Tonight — the evening of January 25th — is Burns Night, a celebration of the life and works of Robert Burns, Scotland’s national poet. While I have no traceable Scots heritage in my family (it’s Irish, thankyeverramuch), Anitra does, and I’m never going to turn down a celebration where scotch whisky is involved.
You probably know at least one of Burns’ works, whether you realize it or not. He’s behind such classics as:
- Auld Lang Syne, which was originally meant to be sung at Hogmanay, the last day of the year, and eventually became the unofficial song of New Year’s.
- (My Love is Like) A Red Red Rose, one of the standards of romantic poetry.
- Tam O’Shanter, the poem from which the cap gets it name.
- To a Mouse, an actual poem written after Burns was ploughing his field and unintentionally destroyed a mouse nest, which the mice would have needed to survive the winter.

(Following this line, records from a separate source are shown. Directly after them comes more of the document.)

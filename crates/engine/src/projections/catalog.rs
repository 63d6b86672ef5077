//! Per-currency item catalog projection
//!
//! Owns the full item list as last fetched, the active search filter, and
//! the page cursor. Everything shown is derived from those three; the
//! filtered list is never stored.

use serde::Serialize;
use webshop_core::{CatalogItem, Currency};

/// Pagination summary for one catalog
#[derive(Debug, Clone, PartialEq, Eq, Serialize)]
#[serde(rename_all = "camelCase")]
pub struct PageView {
    pub page: usize,
    pub total_pages: usize,
    pub has_prev: bool,
    pub has_next: bool,
}

/// One currency's catalog with filtering and paging
#[derive(Debug)]
pub struct CatalogProjection {
    currency: Currency,
    items: Vec<CatalogItem>,
    /// Lowercased active query; empty means no filter
    filter: String,
    /// 1-based, always within [1, total_pages]
    page: usize,
    page_size: usize,
    version: u64,
}

impl CatalogProjection {
    pub fn new(currency: Currency, page_size: usize) -> Self {
        Self {
            currency,
            items: Vec::new(),
            filter: String::new(),
            page: 1,
            page_size: page_size.max(1),
            version: 0,
        }
    }

    pub fn currency(&self) -> Currency {
        self.currency
    }

    /// Replace the whole list from a fresh fetch. Resets to page 1; an
    /// in-progress search stays active.
    pub fn replace_all(&mut self, items: Vec<CatalogItem>) {
        self.items = items;
        self.page = 1;
        self.clamp_page();
        self.version += 1;
    }

    /// Case-insensitive substring filter on the item name
    pub fn set_filter(&mut self, query: &str) {
        self.filter = query.trim().to_lowercase();
        self.page = 1;
        self.clamp_page();
    }

    pub fn filter(&self) -> &str {
        &self.filter
    }

    pub fn next_page(&mut self) {
        if self.page < self.total_pages() {
            self.page += 1;
        }
    }

    pub fn prev_page(&mut self) {
        if self.page > 1 {
            self.page -= 1;
        }
    }

    /// At least 1 even when nothing matches the filter
    pub fn total_pages(&self) -> usize {
        self.filtered().count().div_ceil(self.page_size).max(1)
    }

    /// The current page of the filtered list, order preserved
    pub fn visible_page(&self) -> Vec<CatalogItem> {
        self.filtered()
            .skip((self.page - 1) * self.page_size)
            .take(self.page_size)
            .cloned()
            .collect()
    }

    pub fn page_view(&self) -> PageView {
        let total_pages = self.total_pages();
        PageView {
            page: self.page,
            total_pages,
            has_prev: self.page > 1,
            has_next: self.page < total_pages,
        }
    }

    /// Look up an item by id in the full, unfiltered list
    pub fn find(&self, item_id: i64) -> Option<&CatalogItem> {
        self.items.iter().find(|i| i.id == item_id)
    }

    pub fn len(&self) -> usize {
        self.items.len()
    }

    pub fn is_empty(&self) -> bool {
        self.items.is_empty()
    }

    /// Counts list replacements; the scheduler compares it around a fetch
    /// to spot results that went stale in flight
    pub fn version(&self) -> u64 {
        self.version
    }

    fn filtered(&self) -> impl Iterator<Item = &CatalogItem> + '_ {
        self.items
            .iter()
            .filter(move |i| self.filter.is_empty() || i.name.to_lowercase().contains(&self.filter))
    }

    fn clamp_page(&mut self) {
        let total_pages = self.total_pages();
        if self.page > total_pages {
            self.page = total_pages;
        }
        if self.page < 1 {
            self.page = 1;
        }
    }
}
//! Progress, claim, and pass-purchase payloads for the battle-pass endpoints

use serde::{Deserialize, Serialize};

/// Envelope returned by the progress endpoint
#[derive(Debug, Clone, Default, Serialize, Deserialize)]
pub struct ProgressPayload {
    #[serde(default)]
    pub data: Option<ProgressData>,
}

/// The progress fields proper
#[derive(Debug, Clone, Serialize, Deserialize)]
pub struct ProgressData {
    #[serde(default = "default_current_day")]
    pub current_day: u32,
    #[serde(default)]
    pub claimed_days: Vec<u32>,
}

fn default_current_day() -> u32 {
    1
}

/// Response from the claim endpoint
#[derive(Debug, Clone, Default, Serialize, Deserialize)]
pub struct ClaimResponse {
    #[serde(default)]
    pub success: bool,
    #[serde(default)]
    pub message: Option<String>,
    /// Full claimed-day set after the claim, server-authoritative
    #[serde(default)]
    pub claimed_days: Vec<u32>,
    /// Day the server considers current after the claim
    #[serde(default)]
    pub day: Option<u32>,
    #[serde(default)]
    pub item_name: Option<String>,
    /// Some server builds send the icon as `image`
    #[serde(default, alias = "image")]
    pub icon: Option<String>,
    #[serde(default)]
    pub amount: Option<u32>,
}

impl ClaimResponse {
    /// Message to surface, with the fallback used for silent servers
    pub fn display_message(&self) -> String {
        self.message
            .clone()
            .unwrap_or_else(|| "Unknown response".to_string())
    }
}

/// Response from the pass purchase endpoint
#[derive(Debug, Clone, Default, Serialize, Deserialize)]
pub struct PassPurchaseResponse {
    #[serde(default)]
    pub success: bool,
    #[serde(default)]
    pub message: Option<String>,
    #[serde(default)]
    pub expiry_date: Option<String>,
}

impl PassPurchaseResponse {
    pub fn display_message(&self) -> String {
        self.message
            .clone()
            .unwrap_or_else(|| "Unknown response".to_string())
    }
}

This poem contains the line “The best-laid schemes of mice and men /
Go oft awry,” which became the figure of speech we know today.
- Address to a Haggis, because if a food ever deserved a poem, it’s that most ugly-delicious of Scots dishes:
Even though we’re still in the middle of a plague and can’t host a Burns Supper tonight, we’ll still celebrate: I’ve got a lamb loin roasting in the turbo broiler…
…and I have some scotch handy. As for poetry — well, I have to write some code tonight, and when done well, code is poetry: Rich, expressive, and saying so much with an economy of language.
Have a great Burns Night, everyone!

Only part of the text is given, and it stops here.